Fewer than 50% of participants were high adherers by any of the 3 objective measures: when using DSA as the referent, adherence by UVA was virtually the same. Two of the 3 self-reported measures (frequency and the percent dose taken) overestimated use compared with DSA, whereas rating provided the closest estimate of adherence to DSA, which is consistent with the reported performance of this questionnaire item in studies of HIV treatment adherence.18,25,26 Correlation between the Wisebag and the other adherence measures was moderate, similar to previous reports of EMS.12,27,28 Wisebag underestimated adherence compared with the applicator tests, a known issue with EMS typically caused by pocket dosing.29 Here, retrieving more than 1 applicator at a time from the Wisebag, as well as extra openings by participants or by family members, was reported by a small minority, which will yield biased estimates of product use. Other studies have used composite scores or algorithms to correct for misestimation of adherence with EMS.22,28,29 Wisebag or other EMS can complement use of an applicator test to generate a composite adherence measure.9

This study has several limitations. First, this was a short study with a small sample size. Because 2 Wisebag devices were completely inoperable, the overall sample with any Wisebag measures was further reduced to 37. Second, the study used a placebo product; consequently, the results might not be generalizable to a longer study or one with an active product. Third, the Wisebag was not used to its full potential (real-time active monitoring) because this study focused on adherence measurement, not on optimizing adherence in the study. Therefore, the potential benefit of the Wisebag was not fully explored.

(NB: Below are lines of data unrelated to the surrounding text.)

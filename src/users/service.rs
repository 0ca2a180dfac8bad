use std::future::Future;
use std::sync::Arc;
use std::time::Duration;

use lazy_static::lazy_static;
use regex::Regex;
use time::OffsetDateTime;
use tracing::{debug, error, info, warn};

use crate::storage::{StoreError, UserStore};
use crate::users::{
    dto::{NewUser, User, UserPatch},
    error::UserError,
    keys::{normalize_email, KeyScheme, UserKey},
    password::{hash_password, verify_password},
    repo_types::{NewUserRecord, UserChanges},
};

const MAX_NAME_LEN: usize = 255;
const MAX_EMAIL_LEN: usize = 255;

pub(crate) fn is_valid_email(email: &str) -> bool {
    lazy_static! {
        static ref EMAIL_RE: Regex = Regex::new(r"^[^@\s]+@[^@\s]+\.[^@\s]+$").unwrap();
    }
    email.len() <= MAX_EMAIL_LEN && EMAIL_RE.is_match(email)
}

fn validated_email(raw: &str) -> Result<String, UserError> {
    let email = normalize_email(raw);
    if !is_valid_email(&email) {
        return Err(UserError::Validation(format!("invalid email {email:?}")));
    }
    Ok(email)
}

fn validated_name(raw: Option<String>) -> Result<Option<String>, UserError> {
    let Some(name) = raw else { return Ok(None) };
    let name = name.trim().to_string();
    if name.chars().count() > MAX_NAME_LEN {
        return Err(UserError::Validation("name is too long".into()));
    }
    Ok((!name.is_empty()).then_some(name))
}

fn hashed(plain: &str) -> Result<String, UserError> {
    if plain.is_empty() {
        return Err(UserError::Validation("password must not be empty".into()));
    }
    hash_password(plain).map_err(|e| UserError::Storage(format!("hash password: {e}")))
}

/// Backend-agnostic user repository. Validates input, hashes passwords,
/// bounds every driver call by a timeout and folds driver errors into
/// `UserError`. Holds no state of its own besides the shared driver.
#[derive(Clone)]
pub struct UserService {
    store: Arc<dyn UserStore>,
    timeout: Duration,
}

impl UserService {
    pub fn new(store: Arc<dyn UserStore>, timeout: Duration) -> Self {
        Self { store, timeout }
    }

    pub fn scheme(&self) -> KeyScheme {
        self.store.scheme()
    }

    /// Key for a raw path segment under the active backend's scheme.
    pub fn parse_key(&self, raw: &str) -> Result<UserKey, UserError> {
        self.scheme().parse(raw)
    }

    async fn call<T, F>(&self, op: &'static str, fut: F) -> Result<T, StoreError>
    where
        F: Future<Output = Result<T, StoreError>>,
    {
        match tokio::time::timeout(self.timeout, fut).await {
            Ok(res) => res,
            Err(_) => {
                warn!(op, timeout_ms = self.timeout.as_millis() as u64, "storage call timed out");
                Err(StoreError::Backend(format!(
                    "{op} cancelled: storage call timed out after {:?}",
                    self.timeout
                )))
            }
        }
    }

    pub async fn create(&self, input: NewUser) -> Result<User, UserError> {
        let email = validated_email(&input.email)?;
        let name = validated_name(input.name)?;
        let password_hash = hashed(&input.password)?;

        let record = NewUserRecord {
            name,
            email,
            password_hash,
            created_at: OffsetDateTime::now_utc(),
        };
        let key = UserKey::Email(record.email.clone());
        let stored = self
            .call("insert", self.store.insert(record))
            .await
            .map_err(|e| UserError::from_store(e, &key))?;

        info!(email = %stored.email, id = ?stored.id, "user created");
        Ok(stored.into())
    }

    pub async fn get(&self, key: &UserKey) -> Result<User, UserError> {
        let record = self
            .call("fetch", self.store.fetch(key))
            .await
            .map_err(|e| UserError::from_store(e, key))?
            .ok_or_else(|| UserError::NotFound(key.to_string()))?;
        Ok(record.into())
    }

    /// Fresh snapshot of every user; nothing is carried over between calls.
    pub async fn list(&self) -> Result<Vec<User>, UserError> {
        let records = self
            .call("fetch_all", self.store.fetch_all())
            .await
            .map_err(|e| {
                error!(error = %e, "list users failed");
                UserError::Storage(e.to_string())
            })?;
        debug!(count = records.len(), "users listed");
        Ok(records.into_iter().map(Into::into).collect())
    }

    pub async fn update(&self, key: &UserKey, patch: UserPatch) -> Result<User, UserError> {
        let email = patch.email.as_deref().map(validated_email).transpose()?;
        if let (KeyScheme::Email, Some(new), UserKey::Email(current)) =
            (self.scheme(), email.as_ref(), key)
        {
            if new != current {
                return Err(UserError::Validation(
                    "email identifies the user and cannot be changed".into(),
                ));
            }
        }

        let changes = UserChanges {
            name: validated_name(patch.name)?,
            email,
            password_hash: patch.password.as_deref().map(hashed).transpose()?,
            updated_at: OffsetDateTime::now_utc(),
        };
        let password_changed = changes.password_hash.is_some();

        let stored = self
            .call("update", self.store.update(key, changes))
            .await
            .map_err(|e| UserError::from_store(e, key))?;

        info!(key = %key, password_changed, "user updated");
        Ok(stored.into())
    }

    pub async fn delete(&self, key: &UserKey) -> Result<(), UserError> {
        self.call("remove", self.store.remove(key))
            .await
            .map_err(|e| UserError::from_store(e, key))?;
        info!(key = %key, "user deleted");
        Ok(())
    }

    /// Checks `plain` against the stored digest without handing the digest out.
    pub async fn verify_password(&self, key: &UserKey, plain: &str) -> Result<bool, UserError> {
        let record = self
            .call("fetch", self.store.fetch(key))
            .await
            .map_err(|e| UserError::from_store(e, key))?
            .ok_or_else(|| UserError::NotFound(key.to_string()))?;
        verify_password(plain, &record.password_hash)
            .map_err(|e| UserError::Storage(format!("stored digest unreadable: {e}")))
    }

    pub async fn close(&self) {
        self.store.close().await;
    }
}
//! Core building blocks: validated run parameters, input checks, the predictor
//! command, and the closing time report. Consumed by the high-level `api` module.
pub mod invoke;
pub mod params;
pub mod report;
pub mod validate;
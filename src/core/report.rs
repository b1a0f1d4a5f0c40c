use chrono::{DateTime, Local, TimeDelta};

use crate::core::invoke::PredictorExit;

#[derive(Debug, Clone, Copy, PartialEq, Eq)]
pub enum RunOutcome {
    Succeeded,
    /// Carries the exit code this process should terminate with.
    Crashed { code: i32 },
}

impl From<PredictorExit> for RunOutcome {
    fn from(exit: PredictorExit) -> Self {
        if exit.success() {
            RunOutcome::Succeeded
        } else {
            RunOutcome::Crashed { code: exit.code() }
        }
    }
}

/// Closing summary printed once the predictor stage is over
#[derive(Debug, Clone, PartialEq, Eq)]
pub struct RunReport {
    pub outcome: RunOutcome,
    pub elapsed: TimeDelta,
}

impl RunReport {
    pub fn new(outcome: RunOutcome, elapsed: TimeDelta) -> Self {
        Self { outcome, elapsed }
    }

    pub fn since(outcome: RunOutcome, started: DateTime<Local>) -> Self {
        Self::new(outcome, Local::now() - started)
    }

    pub fn exit_code(&self) -> i32 {
        match self.outcome {
            RunOutcome::Succeeded => 0,
            RunOutcome::Crashed { code } => code,
        }
    }
}

impl std::fmt::Display for RunReport {
    fn fmt(&self, f: &mut std::fmt::Formatter<'_>) -> std::fmt::Result {
        let how = match self.outcome {
            RunOutcome::Succeeded => "successfully",
            RunOutcome::Crashed { .. } => "and then crashed",
        };
        write!(
            f,
            "BIBSnet for this subject took this long to run {}: {}",
            how,
            format_elapsed(self.elapsed)
        )
    }
}

/// `H:MM:SS[.ffffff]`, fractional part only when non-zero. Negative spans clamp to zero.
pub fn format_elapsed(elapsed: TimeDelta) -> String {
    let elapsed = elapsed.max(TimeDelta::zero());
    let secs = elapsed.num_seconds();
    let micros = elapsed.subsec_nanos() / 1_000;
    let (hours, minutes, seconds) = (secs / 3600, (secs % 3600) / 60, secs % 60);
    if micros == 0 {
        format!("{}:{:02}:{:02}", hours, minutes, seconds)
    } else {
        format!("{}:{:02}:{:02}.{:06}", hours, minutes, seconds, micros)
    }
}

In summary, the DSA and UVA performed similarly and should be considered as objective measures of product use in future microbicide gel trials. In addition, they are inexpensive and relatively simple to implement on-site without risk of unblinding. To increase test accuracy, combining UVA followed by DSA as a tiebreaker may be optimal but will require further study. Assessing the feasibility of UVA and the combination of both tests in low-resource settings would be important. Technical challenges experienced with the Wisebag should be reevaluated with the upgraded devices. Furthermore, the design of more discreet and portable containers may facilitate use by participants. Although Wisebag alone may not be optimal for accurate adherence measurement, further study of this or similar EMS should be pursued to evaluate its potential in concert with other measures and for promoting adherence through its active mode with reminder messaging and real-time alerts to investigators to intervene.